La politique s’invite parfois lors de l’Eurovision, et ce qui se passe cette année est définitivement un exemple en la matière. Un palier supplémentaire va être franchi au cours de cette semaine, alors que les répétitions de l'édition de 2017 ont commencé à Kiev. Ce festival annuel de la musique, du glamour et du kitsch à l’état pur a été absorbé par une confrontation diplomatique qui menace de mettre en péril le déroulement normal de l'événement qui a lieu le 13 mai.

Avant qu'une seule note ne soit chantée. De plus en plus de médias internationaux s’en inquiètent d’ailleurs dans des éditoriaux récents, tels que l’agence Reuters ou The Telegraph. En mars dernier, les autorités ukrainiennes ont même interdit à Yuliya Samoylova, la concurrent russe, de visiter ‘’illégalement’’ la Crimée, que Moscou a annexée en 2014 et que Kiev considère comme occupée. Les représentants russes ont alors vite réagi en se retirant de la compétition, tout en annulant le projet de diffuser sur ses ondes l’extravagant concours qui passionne chaque année de nombreux continentaux et des spectateurs du monde entier.

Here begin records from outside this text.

//! One active throw: validation, smoothing, closest-approach tracking and the
//! auto-stop timer, from the first sample until it is finished.

use analysis::{trajectory_length, OneEuroFilter3, ScoringTable, TrajectoryValidator};
use model::{EndReason, RejectReason, Sample, SampleRecord, Throw, Vec3, Verdict};
use tracing::trace;
use uuid::Uuid;

use crate::config::{EngineConfig, LifecycleConfig};
use crate::timer::AutoStop;

/// Extra wait when the auto-stop fires before the minimum throw duration.
pub const AUTO_STOP_MARGIN_S: f64 = 0.1;

#[derive(Debug, Clone, PartialEq)]
pub enum SampleOutcome {
    Accepted {
        smoothed: Sample,
        /// `None` when the target center was unavailable.
        distance: Option<f64>,
        new_closest: bool,
    },
    Rejected(RejectReason),
}

#[derive(Debug, Clone, Copy, PartialEq)]
pub enum TimerCheck {
    /// Nothing due (or no timer armed).
    Pending,
    /// Fired too early; re-armed at the contained deadline.
    Extended(f64),
    /// Fired; the throw should end.
    Expired,
}

#[derive(Debug)]
pub struct ThrowTracker {
    id: Uuid,
    throw_number: u32,
    start_time: f64,
    validator: TrajectoryValidator,
    filter: OneEuroFilter3,
    records: Vec<SampleRecord>,
    path: Vec<Vec3>,
    closest_distance: f64,
    closest_point: Option<Vec3>,
    auto_stop: AutoStop,
}

impl ThrowTracker {
    pub fn start(throw_number: u32, now: f64, config: &EngineConfig) -> Self {
        Self {
            id: Uuid::new_v4(),
            throw_number,
            start_time: now,
            validator: TrajectoryValidator::new(config.validator),
            filter: OneEuroFilter3::new(config.filter),
            records: vec![],
            path: vec![],
            closest_distance: f64::INFINITY,
            closest_point: None,
            auto_stop: AutoStop::default(),
        }
    }

    pub fn throw_number(&self) -> u32 {
        self.throw_number
    }

    pub fn start_time(&self) -> f64 {
        self.start_time
    }

    pub fn records(&self) -> &[SampleRecord] {
        &self.records
    }

    pub fn closest_distance(&self) -> f64 {
        self.closest_distance
    }

    pub fn closest_point(&self) -> Option<Vec3> {
        self.closest_point
    }

    pub fn auto_stop_deadline(&self) -> Option<f64> {
        self.auto_stop.deadline()
    }

    /// Feeds one complete sample. Any sample, accepted or not, re-arms the
    /// auto-stop timer.
    pub fn on_sample(
        &mut self,
        sample: &Sample,
        now: f64,
        center: Option<Vec3>,
        lifecycle: &LifecycleConfig,
    ) -> SampleOutcome {
        self.auto_stop.arm(now + lifecycle.auto_stop_delay().as_secs_f64());

        let (prefiltered, verdict) = self.validator.process(sample);
        if let Verdict::Rejected(reason) = &verdict {
            trace!(throw = self.throw_number, %reason, "sample rejected");
            let reason = reason.clone();
            self.records.push(SampleRecord {
                raw: *sample,
                prefiltered,
                verdict,
                smoothed: None,
                distance_to_target: None,
            });
            return SampleOutcome::Rejected(reason);
        }

        let smoothed = self.filter.filter(&prefiltered);
        let point = smoothed.position();
        self.path.push(point);

        let distance = center.map(|c| point.distance_to(&c));
        let mut new_closest = false;
        if let Some(d) = distance {
            if d < self.closest_distance {
                self.closest_distance = d;
                self.closest_point = Some(point);
                new_closest = true;
            }
        }

        self.records.push(SampleRecord {
            raw: *sample,
            prefiltered,
            verdict,
            smoothed: Some(smoothed),
            distance_to_target: distance,
        });

        SampleOutcome::Accepted {
            smoothed,
            distance,
            new_closest,
        }
    }

    /// Checks the auto-stop timer. A timer that fires before the throw has
    /// lasted `min_throw_duration` is pushed back instead of expiring.
    pub fn check_timer(&mut self, now: f64, lifecycle: &LifecycleConfig) -> TimerCheck {
        if !self.auto_stop.is_due(now) {
            return TimerCheck::Pending;
        }
        let active_for = now - self.start_time;
        let min = lifecycle.min_throw_duration().as_secs_f64();
        if active_for >= min {
            self.auto_stop.cancel();
            return TimerCheck::Expired;
        }
        let at = now + (min - active_for) + AUTO_STOP_MARGIN_S;
        self.auto_stop.arm(at);
        TimerCheck::Extended(at)
    }

    /// Scores the throw and freezes it. Consumes the tracker, which drops the
    /// timer and all filter/validator state with it.
    pub fn finish(
        self,
        now: f64,
        reason: EndReason,
        target_scale: f64,
        zones: &ScoringTable,
    ) -> Throw {
        let zone = zones.score(self.closest_distance, target_scale);
        let trajectory_distance = trajectory_length(&self.path);
        let score = (f64::from(zone.points) + trajectory_distance).round() as u32;

        Throw {
            id: self.id,
            throw_number: self.throw_number,
            start_time: self.start_time,
            samples: self.records,
            closest_distance: self.closest_distance,
            closest_point: self.closest_point,
            score,
            zone_points: zone.points,
            trajectory_distance,
            scoring_zone: zone.zone,
            duration: (now - self.start_time).max(0.0),
            end_reason: reason,
        }
    }
}
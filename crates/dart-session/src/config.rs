use std::time::Duration;

use analysis::{ConfigError, OneEuroConfig, ScoringTable, ValidatorConfig};
use serde::{Deserialize, Serialize};

use crate::SessionError;

/// Throw and round lifecycle tunables. Changes apply immediately, including
/// to the throw in progress.
#[derive(Clone, Copy, Serialize, Deserialize, Debug, PartialEq)]
#[serde(default)]
pub struct LifecycleConfig {
    max_throws_per_round: u32,
    auto_stop_delay_ms: u64,
    min_throw_duration_ms: u64,
}

impl Default for LifecycleConfig {
    fn default() -> Self {
        Self {
            max_throws_per_round: 3,
            auto_stop_delay_ms: 3000,
            min_throw_duration_ms: 1000,
        }
    }
}

impl LifecycleConfig {
    pub fn max_throws_per_round(&self) -> u32 {
        self.max_throws_per_round
    }

    pub fn auto_stop_delay(&self) -> Duration {
        Duration::from_millis(self.auto_stop_delay_ms)
    }

    pub fn min_throw_duration(&self) -> Duration {
        Duration::from_millis(self.min_throw_duration_ms)
    }

    pub fn set_max_throws_per_round(&mut self, n: u32) -> Result<(), ConfigError> {
        if n == 0 {
            return Err(ConfigError::OutOfRange {
                field: "max_throws_per_round",
                constraint: ">= 1",
                value: 0.0,
            });
        }
        self.max_throws_per_round = n;
        Ok(())
    }

    pub fn set_auto_stop_delay(&mut self, d: Duration) -> Result<(), ConfigError> {
        if d.as_millis() == 0 {
            return Err(ConfigError::OutOfRange {
                field: "auto_stop_delay",
                constraint: ">= 1 ms",
                value: 0.0,
            });
        }
        self.auto_stop_delay_ms = d.as_millis() as u64;
        Ok(())
    }

    pub fn set_min_throw_duration(&mut self, d: Duration) {
        self.min_throw_duration_ms = d.as_millis() as u64;
    }
}

/// Everything the engine is tuned with. Passed to the session at construction.
///
/// Filter, validator and zone changes take effect when the next throw starts.
#[derive(Clone, Serialize, Deserialize, Debug, PartialEq, Default)]
#[serde(default)]
pub struct EngineConfig {
    pub filter: OneEuroConfig,
    pub validator: ValidatorConfig,
    pub lifecycle: LifecycleConfig,
    pub zones: ScoringTable,
}

impl EngineConfig {
    /// Partial documents are fine; missing sections keep their defaults.
    pub fn from_json(s: &str) -> Result<Self, SessionError> {
        Ok(serde_json::from_str(s)?)
    }
}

Grigory Karasin, ministre des Affaires étrangères de la Fédération de Russie, a décrit le bannissement de la chanteuse Samoylova, qui se déplace en fauteuil roulant depuis son enfance, comme ‘’un autre acte scandaleux, cynique et inhumain commis par les autorités de Kiev’’. La principale intéressée à elle-même déclarée qu'elle ne comprenait pas comment l'Ukraine pourrait "voir une sorte de menace face à une petite fille comme moi". L’artiste de 28 ans a par la suite jeté de l’huile sur le feu par le fait de finalement refuser une invitation à concourir à l’Eurovision, le tout par vidéo interposée. En ajoutant qu’elle compte plutôt chanter lors d’un concert qui a lieu en Crimée ce 9 mai…

L’Eurovision définitivement boudée par la Russie ?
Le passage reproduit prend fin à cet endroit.